# Old Style Writing



## Thomas F. O'Gara

Until sometime in the 1920's, I believe, Turkish was written with the Arabic alphabet.

Although I've looked around, I've never run across any information on exactly how Turkish was written with Arabic letters.  Can anybody enlighten me on this, or can point out any web resources on the subject?


----------



## Chazzwozzer

Hi Thomas,

Adaptation of the Latin alphabet with some Turkish variants is one of the Atatürk's greatest reforms in the fields of culture. Until 1928, Turkish was written in a version of Perso-Arabic script which we now call as Ottoman Turkish Alphabet. 

Here, you can find the details of similar linguistic reform and see how words were written like.

This reform that made for modernization has affected most people's view on any language written in Arabic-script. For details, see my messages on this topic.
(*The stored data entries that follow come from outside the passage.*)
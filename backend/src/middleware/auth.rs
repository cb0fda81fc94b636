use actix_web::{
    body::EitherBody,
    dev::{forward_ready, Payload, Service, ServiceRequest, ServiceResponse, Transform},
    web, Error, FromRequest, HttpMessage, HttpRequest, HttpResponse,
};
use futures_util::future::LocalBoxFuture;
use std::{
    future::{ready, Ready},
    rc::Rc,
};
use uuid::Uuid;

use crate::error::AppError;
use crate::utils::jwt::{Claims, JwtService};
use pharmacy_shared::UserRole;

/// Who is making a storefront request
#[derive(Debug, Clone, Copy, PartialEq, Eq)]
pub enum Actor {
    /// Signed-in customer or staff member
    Member(Uuid),
    /// Anonymous visitor, identified only by the session cookie
    Guest,
}

impl Actor {
    pub fn is_guest(&self) -> bool {
        matches!(self, Actor::Guest)
    }

    pub fn user_id(&self) -> Option<Uuid> {
        match self {
            Actor::Member(user_id) => Some(*user_id),
            Actor::Guest => None,
        }
    }
}

fn bearer_token(req: &HttpRequest) -> Option<&str> {
    req.headers()
        .get("Authorization")
        .and_then(|h| h.to_str().ok())
        .and_then(|h| h.strip_prefix("Bearer "))
}

fn access_claims(jwt_service: &JwtService, token: &str) -> Result<Claims, AppError> {
    let claims = jwt_service.validate_token(token)?;
    if !claims.is_access() {
        return Err(AppError::Authentication("Access token required".to_string()));
    }
    Ok(claims)
}

/// Resolve the actor from an optional bearer token.
/// No token means guest; a token that fails validation is rejected.
pub fn resolve_actor(req: &HttpRequest) -> Result<Actor, AppError> {
    if let Some(claims) = req.extensions().get::<Claims>() {
        return Ok(Actor::Member(claims.user_id()?));
    }

    let token = match bearer_token(req) {
        Some(token) => token,
        None => return Ok(Actor::Guest),
    };

    let jwt_service = req
        .app_data::<web::Data<JwtService>>()
        .ok_or_else(|| AppError::Internal("JWT service not configured".to_string()))?;

    let claims = access_claims(jwt_service, token)?;
    Ok(Actor::Member(claims.user_id()?))
}

impl FromRequest for Actor {
    type Error = AppError;
    type Future = Ready<Result<Self, Self::Error>>;

    fn from_request(req: &HttpRequest, _: &mut Payload) -> Self::Future {
        ready(resolve_actor(req))
    }
}

/// Staff member behind an admin request, taken from claims the middleware stored
#[derive(Debug, Clone)]
pub struct StaffUser {
    pub user_id: Uuid,
    pub role: UserRole,
}

impl FromRequest for StaffUser {
    type Error = AppError;
    type Future = Ready<Result<Self, Self::Error>>;

    fn from_request(req: &HttpRequest, _: &mut Payload) -> Self::Future {
        let result = req
            .extensions()
            .get::<Claims>()
            .cloned()
            .ok_or_else(|| AppError::Authentication("Authorization token is required".to_string()))
            .and_then(|claims| {
                if claims.role != UserRole::Staff {
                    return Err(AppError::Forbidden("Staff access required".to_string()));
                }
                Ok(StaffUser {
                    user_id: claims.user_id()?,
                    role: claims.role,
                })
            });

        ready(result)
    }
}

pub fn has_required_role(role: &UserRole, required_role: UserRole) -> bool {
    match required_role {
        UserRole::Customer => true,
        UserRole::Staff => *role == UserRole::Staff,
    }
}

/// Requires a valid access token, optionally with a minimum role
pub struct AuthMiddleware {
    jwt_service: Rc<JwtService>,
    required_role: Option<UserRole>,
}

impl AuthMiddleware {
    pub fn new(jwt_service: JwtService) -> Self {
        Self {
            jwt_service: Rc::new(jwt_service),
            required_role: None,
        }
    }

    pub fn require_role(mut self, role: UserRole) -> Self {
        self.required_role = Some(role);
        self
    }
}

impl<S, B> Transform<S, ServiceRequest> for AuthMiddleware
where
    S: Service<ServiceRequest, Response = ServiceResponse<B>, Error = Error> + 'static,
    S::Future: 'static,
    B: 'static,
{
    type Response = ServiceResponse<EitherBody<B>>;
    type Error = Error;
    type InitError = ();
    type Transform = AuthMiddlewareService<S>;
    type Future = Ready<Result<Self::Transform, Self::InitError>>;

    fn new_transform(&self, service: S) -> Self::Future {
        ready(Ok(AuthMiddlewareService {
            service: Rc::new(service),
            jwt_service: self.jwt_service.clone(),
            required_role: self.required_role,
        }))
    }
}

pub struct AuthMiddlewareService<S> {
    service: Rc<S>,
    jwt_service: Rc<JwtService>,
    required_role: Option<UserRole>,
}

impl<S, B> Service<ServiceRequest> for AuthMiddlewareService<S>
where
    S: Service<ServiceRequest, Response = ServiceResponse<B>, Error = Error> + 'static,
    S::Future: 'static,
    B: 'static,
{
    type Response = ServiceResponse<EitherBody<B>>;
    type Error = Error;
    type Future = LocalBoxFuture<'static, Result<Self::Response, Self::Error>>;

    forward_ready!(service);

    fn call(&self, req: ServiceRequest) -> Self::Future {
        let service = self.service.clone();
        let jwt_service = self.jwt_service.clone();
        let required_role = self.required_role;

        Box::pin(async move {
            let token = req
                .headers()
                .get("Authorization")
                .and_then(|h| h.to_str().ok())
                .and_then(|h| h.strip_prefix("Bearer "))
                .map(str::to_string);

            let token = match token {
                Some(token) => token,
                None => {
                    let response = HttpResponse::Unauthorized().json(serde_json::json!({
                        "error": "missing_token",
                        "message": "Authorization token is required"
                    }));
                    return Ok(req.into_response(response).map_into_right_body());
                }
            };

            let claims = match access_claims(&jwt_service, &token) {
                Ok(claims) => claims,
                Err(e) => {
                    tracing::debug!("Rejected bearer token: {}", e);
                    let response = HttpResponse::Unauthorized().json(serde_json::json!({
                        "error": "invalid_token",
                        "message": e.to_string()
                    }));
                    return Ok(req.into_response(response).map_into_right_body());
                }
            };

            if let Some(required_role) = required_role {
                if !has_required_role(&claims.role, required_role) {
                    let response = HttpResponse::Forbidden().json(serde_json::json!({
                        "error": "insufficient_permissions",
                        "message": "Insufficient permissions for this operation"
                    }));
                    return Ok(req.into_response(response).map_into_right_body());
                }
            }

            req.extensions_mut().insert(claims);

            let res = service.call(req).await?;
            Ok(res.map_into_left_body())
        })
    }
}

#[cfg(test)]
mod tests {
    use super::*;
    use actix_web::{http::StatusCode, test, App, HttpResponse};
    use chrono::Duration;

    const SECRET: &str = "middleware-test-secret-0123456789abcdef";

    async fn whoami(actor: Actor) -> HttpResponse {
        match actor {
            Actor::Member(id) => HttpResponse::Ok().body(id.to_string()),
            Actor::Guest => HttpResponse::Ok().body("guest"),
        }
    }

    async fn staff_only(staff: StaffUser) -> HttpResponse {
        HttpResponse::Ok().body(staff.user_id.to_string())
    }

    #[actix_web::test]
    async fn actor_defaults_to_guest_without_token() {
        let jwt = JwtService::new(SECRET).unwrap();
        let app = test::init_service(
            App::new()
                .app_data(web::Data::new(jwt))
                .route("/me", web::get().to(whoami)),
        )
        .await;

        let resp = test::call_service(&app, test::TestRequest::get().uri("/me").to_request()).await;
        assert_eq!(resp.status(), StatusCode::OK);
        assert_eq!(test::read_body(resp).await, "guest");
    }

    #[actix_web::test]
    async fn actor_is_member_with_valid_token() {
        let jwt = JwtService::new(SECRET).unwrap();
        let user_id = Uuid::new_v4();
        let token = jwt
            .generate_access_token(user_id, UserRole::Customer, Duration::minutes(5))
            .unwrap();
        let app = test::init_service(
            App::new()
                .app_data(web::Data::new(jwt))
                .route("/me", web::get().to(whoami)),
        )
        .await;

        let req = test::TestRequest::get()
            .uri("/me")
            .insert_header(("Authorization", format!("Bearer {}", token)))
            .to_request();
        let resp = test::call_service(&app, req).await;
        assert_eq!(test::read_body(resp).await, user_id.to_string().as_bytes());
    }

    #[actix_web::test]
    async fn bad_token_is_rejected() {
        let jwt = JwtService::new(SECRET).unwrap();
        let app = test::init_service(
            App::new()
                .app_data(web::Data::new(jwt))
                .route("/me", web::get().to(whoami)),
        )
        .await;

        let req = test::TestRequest::get()
            .uri("/me")
            .insert_header(("Authorization", "Bearer not-a-token"))
            .to_request();
        let resp = test::call_service(&app, req).await;
        assert_eq!(resp.status(), StatusCode::UNAUTHORIZED);
    }

    #[actix_web::test]
    async fn admin_scope_requires_staff_role() {
        let jwt = JwtService::new(SECRET).unwrap();
        let customer = jwt
            .generate_access_token(Uuid::new_v4(), UserRole::Customer, Duration::minutes(5))
            .unwrap();
        let staff = jwt
            .generate_access_token(Uuid::new_v4(), UserRole::Staff, Duration::minutes(5))
            .unwrap();

        let app = test::init_service(
            App::new().service(
                web::scope("/admin")
                    .wrap(AuthMiddleware::new(jwt.clone()).require_role(UserRole::Staff))
                    .route("/ping", web::get().to(staff_only)),
            ),
        )
        .await;

        let anonymous = test::call_service(&app, test::TestRequest::get().uri("/admin/ping").to_request()).await;
        assert_eq!(anonymous.status(), StatusCode::UNAUTHORIZED);

        let req = test::TestRequest::get()
            .uri("/admin/ping")
            .insert_header(("Authorization", format!("Bearer {}", customer)))
            .to_request();
        assert_eq!(test::call_service(&app, req).await.status(), StatusCode::FORBIDDEN);

        let req = test::TestRequest::get()
            .uri("/admin/ping")
            .insert_header(("Authorization", format!("Bearer {}", staff)))
            .to_request();
        assert_eq!(test::call_service(&app, req).await.status(), StatusCode::OK);
    }
}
There's sometimes a misconception that all Turkic languages once were written in some kind of Arabic-script. Like I said here before, Orkhon is known to be only common alphabet that all Turkic languages once used. Our knowledge about this is very limited, actually. Arabic script, however, was generally used by Turkic peoples who had to come across with Arabians on their immigration route. I believe this kind of generalization wouldn't be too incorrect.

Greetings,
*Ekin *the Turk


----------



## cherine

Thomas F. O'Gara said:


> Until sometime in the 1920's, I believe, Turkish was written with the Arabic alphabet.
> 
> Although I've looked around, I've never run across any information on exactly how Turkish was written with Arabic letters. Can anybody enlighten me on this, or can point out any web resources on the subject?


Hello Thomas,
Here's a link that seems interesting, but it only lists the letters.
As for the texts, what I know is that Ottoman Turkish was written from right to left (like Arabic) with Arabic letters+ the Persian letters that don't exist in Arabic (ب with 3 dots, ج with three dots...)
There are many manuscripts and old books in this script, I remember who amazed I felt when I first saw a page written in Arabic letters that I couldn't understand (though I don't remember for sure if it was in Turkish or Persian) 
If I find photos of such manuscripts, I'll post it here.


----------



## Chazzwozzer

Can that be what you are looking for, cherine?


----------



## Thomas F. O'Gara

Chazzwozzer, Celine:  Thanks for the information.  Chazzwozzer, I had read your earlier comments on Turkish writing with interest.  Of course, the Turkic languages predate the Turks' contact with Islam, and there were other writing forms even aside from Orkhon, including some in Central Asia that I believe were written from top to bottom, right to left, like Chinese.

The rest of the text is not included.